## [Your task]
Please return all lines from the records below that include the string "once".

[Entries supplied Boundary: Start]

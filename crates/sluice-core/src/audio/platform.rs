//! Platform buffer-queue bridge
//!
//! A platform exposes an engine object per direction, and the engine creates
//! stream queues. A stream queue accepts chunk handles, plays or fills them
//! on its own schedule, and invokes the registered completion callback once
//! per finished chunk from a platform-owned thread.
//!
//! These traits carry exactly the calls the engines make; how a platform
//! lays out its objects stays inside its implementation.

use std::sync::Arc;

use super::error::PlatformError;
use super::format::PcmDescriptor;
use crate::ring::ChunkRef;

/// Stream direction
#[derive(Debug, Clone, Copy, PartialEq, Eq, Hash)]
pub enum BackendKind {
    Playback,
    Capture,
}

impl std::fmt::Display for BackendKind {
    fn fmt(&self, f: &mut std::fmt::Formatter<'_>) -> std::fmt::Result {
        match self {
            BackendKind::Playback => write!(f, "playback"),
            BackendKind::Capture => write!(f, "capture"),
        }
    }
}

/// Called once per completed chunk, on a platform thread
///
/// Implementations only move ring cursors and post wake-ups.
pub type CompletionCallback = Arc<dyn Fn() + Send + Sync>;

/// Play or record state of a stream
#[derive(Debug, Clone, Copy, PartialEq, Eq)]
pub enum StreamState {
    Stopped,
    Paused,
    Running,
}

/// Optional per-stream configuration applied after creation
#[derive(Debug, Clone, Copy, PartialEq, Eq)]
pub enum StreamConfiguration {
    /// Output routing class for playback
    StreamType(StreamType),
    /// Input processing preset for capture
    RecordingPreset(RecordingPreset),
}

#[derive(Debug, Clone, Copy, PartialEq, Eq)]
pub enum StreamType {
    Media,
}

#[derive(Debug, Clone, Copy, PartialEq, Eq)]
pub enum RecordingPreset {
    Generic,
}

/// Whether a queue keeps referencing enqueued memory
#[derive(Debug, Clone, Copy, PartialEq, Eq, Default)]
pub enum BufferRetention {
    /// The chunk is read (or filled) until its completion is reported
    #[default]
    Retained,
    /// The chunk is copied during `enqueue`; the slot is free on return
    Copied,
}

/// Entry point of a platform audio API
pub trait AudioPlatform: Send + Sync {
    /// Platform name used in log lines
    fn name(&self) -> &str;

    /// Endpoint names available for `kind`
    fn endpoints(&self, kind: BackendKind) -> Vec<String>;

    /// Create and realize an engine object
    fn create_engine(&self, kind: BackendKind) -> Result<Box<dyn PlatformEngine>, PlatformError>;
}

/// Realized platform engine
///
/// For playback this also owns the output mix the player is routed to.
pub trait PlatformEngine: Send {
    /// Create a player fed by a queue of `queue_len` chunks
    fn create_player(
        &self,
        format: &PcmDescriptor,
        queue_len: usize,
    ) -> Result<Box<dyn StreamQueue>, PlatformError>;

    /// Create a recorder filling a queue of `queue_len` chunks
    fn create_recorder(
        &self,
        format: &PcmDescriptor,
        queue_len: usize,
    ) -> Result<Box<dyn StreamQueue>, PlatformError>;
}

/// Buffer queue of a created player or recorder
pub trait StreamQueue: Send {
    /// Apply an optional configuration item
    fn set_configuration(&mut self, config: StreamConfiguration) -> Result<(), PlatformError>;

    /// Install or remove the completion callback
    fn register_callback(&mut self, callback: Option<CompletionCallback>) -> Result<(), PlatformError>;

    /// Append a chunk to the queue
    fn enqueue(&mut self, chunk: ChunkRef) -> Result<(), PlatformError>;

    /// Drop all pending chunks without reporting completions
    fn clear(&mut self) -> Result<(), PlatformError>;

    /// Chunks currently held by the queue
    fn queued(&self) -> Result<usize, PlatformError>;

    fn state(&self) -> Result<StreamState, PlatformError>;

    fn set_state(&mut self, state: StreamState) -> Result<(), PlatformError>;

    fn retention(&self) -> BufferRetention {
        BufferRetention::Retained
    }
}
#[cfg(test)]
mod tests {
    use super::*;
    use std::thread;
    use std::time::Instant;

    use crate::audio::sim::{CaptureSource, Clocking, SimConfig, SimControl, SimPlatform};
    use crate::engine::wait_until;
    use crate::types::{ChannelLayout, SampleType};

    fn setup(config: SimConfig, format: DeviceFormat) -> (CaptureEngine, SimControl, Arc<DeviceContext>) {
        let platform = SimPlatform::new(config);
        let control = platform.control();
        let device = Arc::new(DeviceContext::new(format));
        let engine = CaptureEngine::new(Arc::clone(&device), Arc::new(platform));
        (engine, control, device)
    }

    /// 256-frame chunks of 4-byte frames: 12.8kHz stereo 16-bit
    fn small_format() -> DeviceFormat {
        DeviceFormat {
            channels: ChannelLayout::Stereo,
            sample_type: SampleType::Short,
            frequency: 12800,
            update_size: 256,
            buffer_size: 768,
        }
    }

    fn counter_config() -> SimConfig {
        SimConfig {
            source: CaptureSource::Counter,
            ..SimConfig::default()
        }
    }

    #[test]
    fn test_geometry_enforces_depth_and_chunk_bounds() {
        let format = DeviceFormat {
            frequency: 48000,
            buffer_size: 1024,
            ..DeviceFormat::default()
        };
        // 1024/3 is below 10 ms, depth is below 100 ms
        assert_eq!(capture_geometry(&format), (480, 10));

        let format = DeviceFormat {
            frequency: 48000,
            buffer_size: 48000,
            ..DeviceFormat::default()
        };
        // 16000 frames per chunk is clamped to 50 ms
        assert_eq!(capture_geometry(&format), (2400, 20));
    }

    #[test]
    fn test_open_sizes_buffer_and_primes_queue() {
        let format = DeviceFormat {
            frequency: 48000,
            buffer_size: 1024,
            ..DeviceFormat::default()
        };
        let (mut engine, control, device) = setup(SimConfig::default(), format);
        engine.open("").unwrap();

        assert_eq!(engine.state(), EngineState::Configured);
        assert_eq!(device.update_size(), 480);
        // Ten chunks round up to sixteen slots with one kept free
        assert_eq!(device.buffer_size(), 15 * 480);
        assert_eq!(control.queued(BackendKind::Capture), 15);
        assert_eq!(engine.available_samples(), 0);
        assert_eq!(
            control.configuration(BackendKind::Capture),
            vec![StreamConfiguration::RecordingPreset(RecordingPreset::Generic)]
        );
    }

    #[test]
    fn test_priming_uses_unsigned_silence() {
        let format = DeviceFormat {
            sample_type: SampleType::UByte,
            ..small_format()
        };
        let (mut engine, _control, _device) = setup(SimConfig::default(), format);
        engine.open("").unwrap();
        let ring = engine.ring.clone().unwrap();
        for slot in 0..ring.capacity() {
            assert!(ring.chunk_ref(slot).bytes().iter().all(|&b| b == 0x80));
        }
    }

    #[test]
    fn test_partial_read_reenqueues_one_chunk() {
        let (mut engine, control, _device) = setup(counter_config(), small_format());
        engine.open("").unwrap();
        engine.start().unwrap();
        let primed = control.enqueued(BackendKind::Capture);
        assert_eq!(primed, 7);

        assert_eq!(control.complete_capture(2), 2);
        assert_eq!(engine.available_samples(), 512);

        let mut buf = vec![0xFFu8; 300 * 4];
        engine.capture_samples(&mut buf, 300).unwrap();
        assert_eq!(engine.available_samples(), 212);
        assert_eq!(control.enqueued(BackendKind::Capture), primed + 1);
        assert_eq!(control.queued(BackendKind::Capture), 6);

        assert!(buf[..256 * 4].iter().all(|&b| b == 0));
        assert!(buf[256 * 4..].iter().all(|&b| b == 1));
    }

    #[test]
    fn test_sub_chunk_reads_do_not_reenqueue() {
        let (mut engine, control, _device) = setup(counter_config(), small_format());
        engine.open("").unwrap();
        engine.start().unwrap();
        control.complete_capture(1);

        let mut buf = vec![0u8; 100 * 4];
        engine.capture_samples(&mut buf, 100).unwrap();
        engine.capture_samples(&mut buf, 100).unwrap();
        assert_eq!(engine.available_samples(), 56);
        assert_eq!(control.enqueued(BackendKind::Capture), 7);

        let mut rest = vec![0u8; 56 * 4];
        engine.capture_samples(&mut rest, 56).unwrap();
        assert_eq!(engine.available_samples(), 0);
        assert_eq!(control.enqueued(BackendKind::Capture), 8);
    }

    #[test]
    fn test_steady_state_survives_wraparound() {
        let (mut engine, control, _device) = setup(counter_config(), small_format());
        engine.open("").unwrap();
        engine.start().unwrap();

        let mut buf = vec![0u8; 256 * 4];
        for round in 0..40u32 {
            assert_eq!(control.complete_capture(1), 1);
            engine.capture_samples(&mut buf, 256).unwrap();
            assert!(buf.iter().all(|&b| b == round as u8), "round {}", round);
            assert_eq!(control.queued(BackendKind::Capture), 7);
        }
    }

    #[test]
    fn test_overflow_fails_without_consuming() {
        let (mut engine, control, _device) = setup(counter_config(), small_format());
        engine.open("").unwrap();
        engine.start().unwrap();
        control.complete_capture(1);

        let mut buf = vec![0u8; 257 * 4];
        assert!(matches!(
            engine.capture_samples(&mut buf, 257),
            Err(BackendError::Overflow {
                requested: 257,
                available: 256
            })
        ));
        assert_eq!(engine.available_samples(), 256);
    }

    #[test]
    fn test_disconnected_device_fails_fast() {
        let (mut engine, control, device) = setup(counter_config(), small_format());
        engine.open("").unwrap();
        engine.start().unwrap();
        control.complete_capture(1);

        device.handle_disconnect("unplugged");
        let mut buf = vec![0u8; 16 * 4];
        assert!(matches!(
            engine.capture_samples(&mut buf, 16),
            Err(BackendError::Device(msg)) if msg.contains("unplugged")
        ));
        assert_eq!(engine.available_samples(), 256);
    }

    #[test]
    fn test_enqueue_failure_disconnects() {
        let (mut engine, control, device) = setup(counter_config(), small_format());
        engine.open("").unwrap();
        engine.start().unwrap();
        control.update(|cfg| cfg.fail_enqueue_after = Some(7));
        control.complete_capture(1);

        let mut buf = vec![0u8; 256 * 4];
        engine.capture_samples(&mut buf, 256).unwrap();
        assert!(!device.is_connected());
        assert!(device
            .disconnect_reason()
            .is_some_and(|r| r.starts_with("Failed to queue capture buffer")));

        // Reopening re-arms the device
        control.update(|cfg| cfg.fail_enqueue_after = None);
        engine.open("").unwrap();
        assert!(device.is_connected());
    }

    #[test]
    fn test_float_never_falls_back() {
        let format = DeviceFormat {
            sample_type: SampleType::Float,
            ..small_format()
        };
        let (mut engine, control, _device) = setup(
            SimConfig {
                extended_types: vec![],
                ..SimConfig::default()
            },
            format,
        );
        assert!(matches!(engine.open(""), Err(BackendError::Device(_))));
        assert_eq!(control.attempts().len(), 1);
        assert_eq!(engine.state(), EngineState::Closed);
    }

    #[test]
    fn test_short_falls_back_to_basic() {
        let (mut engine, control, _device) = setup(
            SimConfig {
                extended_types: vec![],
                ..SimConfig::default()
            },
            small_format(),
        );
        engine.open("").unwrap();
        let attempts = control.attempts();
        assert_eq!(attempts.len(), 2);
        assert!(attempts[1].accepted);
    }

    #[test]
    fn test_copying_queue_is_rejected() {
        let (mut engine, _control, _device) = setup(
            SimConfig {
                retention: BufferRetention::Copied,
                ..SimConfig::default()
            },
            small_format(),
        );
        assert!(matches!(engine.open(""), Err(BackendError::Device(_))));
    }

    #[test]
    fn test_start_failure_disconnects() {
        let (mut engine, _control, device) = setup(
            SimConfig {
                fail_play_state: true,
                ..SimConfig::default()
            },
            small_format(),
        );
        engine.open("").unwrap();
        assert!(matches!(engine.start(), Err(BackendError::Device(_))));
        assert!(!device.is_connected());
        assert_eq!(engine.state(), EngineState::Configured);
    }

    #[test]
    fn test_stop_pauses_recorder() {
        let (mut engine, control, _device) = setup(counter_config(), small_format());
        engine.open("").unwrap();
        engine.start().unwrap();
        engine.stop();
        assert_eq!(engine.state(), EngineState::Stopped);
        assert_eq!(
            control.stream_state(BackendKind::Capture),
            Some(StreamState::Paused)
        );
        // Paused recorders complete nothing
        assert_eq!(control.complete_capture(1), 0);
        engine.stop();
        engine.start().unwrap();
        assert_eq!(control.complete_capture(1), 1);
    }

    #[test]
    fn test_unknown_name_not_found() {
        let (mut engine, _control, _device) = setup(SimConfig::default(), small_format());
        assert!(matches!(engine.open("mic"), Err(BackendError::NotFound(_))));
    }

    #[test]
    fn test_realtime_capture_keeps_queue_full_and_in_order() {
        // 10 ms chunks of 80 one-byte frames, fifteen of them in flight
        let format = DeviceFormat {
            channels: ChannelLayout::Mono,
            sample_type: SampleType::UByte,
            frequency: 8000,
            update_size: 80,
            buffer_size: 240,
        };
        let (mut engine, control, device) = setup(
            SimConfig {
                clocking: Clocking::Realtime,
                source: CaptureSource::Counter,
                ..SimConfig::default()
            },
            format,
        );
        engine.open("").unwrap();
        assert_eq!(device.update_size(), 80);
        let ring = engine.ring.clone().unwrap();
        engine.start().unwrap();

        // Odd read sizes so releases land at every offset within a chunk
        const READ: usize = 37;
        let mut buf = vec![0u8; READ];
        let mut frames_read = 0usize;
        let deadline = Instant::now() + Duration::from_secs(10);
        while frames_read < 80 * 40 {
            assert!(Instant::now() < deadline, "capture stalled at {} frames", frames_read);
            if engine.available_samples() < READ {
                thread::sleep(Duration::from_millis(1));
                continue;
            }
            engine.capture_samples(&mut buf, READ).unwrap();
            for (i, &byte) in buf.iter().enumerate() {
                assert_eq!(byte, ((frames_read + i) / 80) as u8);
            }
            frames_read += READ;
        }

        engine.stop();
        assert!(device.is_connected());
        assert!(wait_until(|| {
            control.queued(BackendKind::Capture) + ring.read_space() == ring.capacity()
        }));
    }
}
//! YAML settings files

use std::io::Write;
use std::path::Path;

use anyhow::{Context, Result};
use serde::de::DeserializeOwned;
use serde::Serialize;

/// Read settings from a YAML file
///
/// A missing file yields the defaults. An unreadable or malformed file also
/// yields the defaults, with a warning, so a broken file never keeps the
/// tool from starting.
///
/// # Type Parameters
/// * `T` - Settings type implementing `DeserializeOwned` and `Default`
///
/// # Arguments
/// * `path` - Path to the YAML settings file
///
/// # Example
///
/// ```ignore
/// let settings: StreamSettings = load_config(&default_config_path("loopback.yaml"));
/// ```
pub fn load_config<T>(path: &Path) -> T
where
    T: DeserializeOwned + Default,
{
    if !path.exists() {
        log::info!("No settings at {:?}, using defaults", path);
        return T::default();
    }

    let contents = match std::fs::read_to_string(path) {
        Ok(contents) => contents,
        Err(e) => {
            log::warn!("Failed to read {:?}: {}, using defaults", path, e);
            return T::default();
        }
    };

    match serde_yaml::from_str::<T>(&contents) {
        Ok(config) => {
            log::info!("Loaded settings from {:?}", path);
            config
        }
        Err(e) => {
            log::warn!("Failed to parse {:?}: {}, using defaults", path, e);
            T::default()
        }
    }
}

/// Write settings to a YAML file
///
/// Parent directories are created as needed. The file is written to a
/// temporary sibling and renamed into place, so readers never see a
/// partial file.
///
/// # Type Parameters
/// * `T` - Settings type implementing `Serialize`
///
/// # Arguments
/// * `config` - Settings to write
/// * `path` - Destination YAML file
///
/// # Errors
/// Fails when the directory, the temporary file or the final rename cannot
/// be created; the error names the path involved.
///
/// # Example
///
/// ```ignore
/// save_config(&StreamSettings::default(), &default_config_path("loopback.yaml"))?;
/// ```
pub fn save_config<T>(config: &T, path: &Path) -> Result<()>
where
    T: Serialize,
{
    let parent = match path.parent() {
        Some(parent) if !parent.as_os_str().is_empty() => parent,
        _ => Path::new("."),
    };
    std::fs::create_dir_all(parent)
        .with_context(|| format!("Failed to create settings directory {:?}", parent))?;

    let yaml = serde_yaml::to_string(config).context("Failed to serialize settings")?;

    let mut tmp = tempfile::NamedTempFile::new_in(parent)
        .with_context(|| format!("Failed to create temporary file in {:?}", parent))?;
    tmp.write_all(yaml.as_bytes())
        .context("Failed to write settings")?;
    tmp.persist(path)
        .with_context(|| format!("Failed to write settings file {:?}", path))?;

    log::info!("Saved settings to {:?}", path);
    Ok(())
}

#[cfg(test)]
mod tests {
    use super::*;
    use crate::audio::StreamSettings;
    use crate::types::SampleType;

    #[test]
    fn test_missing_file_gives_defaults() {
        let dir = tempfile::tempdir().unwrap();
        let settings: StreamSettings = load_config(&dir.path().join("absent.yaml"));
        assert_eq!(settings, StreamSettings::default());
    }

    #[test]
    fn test_malformed_file_gives_defaults() {
        let dir = tempfile::tempdir().unwrap();
        let path = dir.path().join("broken.yaml");
        std::fs::write(&path, "frequency: [not, a, number").unwrap();
        let settings: StreamSettings = load_config(&path);
        assert_eq!(settings, StreamSettings::default());
    }

    #[test]
    fn test_save_creates_directories_and_round_trips() {
        let dir = tempfile::tempdir().unwrap();
        let path = dir.path().join("nested").join("sluice").join("loopback.yaml");

        let settings = StreamSettings {
            device_name: "Software".to_string(),
            frequency: 44100,
            sample_type: SampleType::Float,
            drain_timeout_ms: 250,
            ..StreamSettings::default()
        };
        save_config(&settings, &path).unwrap();
        assert!(path.exists());

        let loaded: StreamSettings = load_config(&path);
        assert_eq!(loaded, settings);
    }
}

[Entries supplied Boundary: End]

## [Reply]
//! on its own schedule, and invokes the registered completion callback once
/// Called once per completed chunk, on a platform thread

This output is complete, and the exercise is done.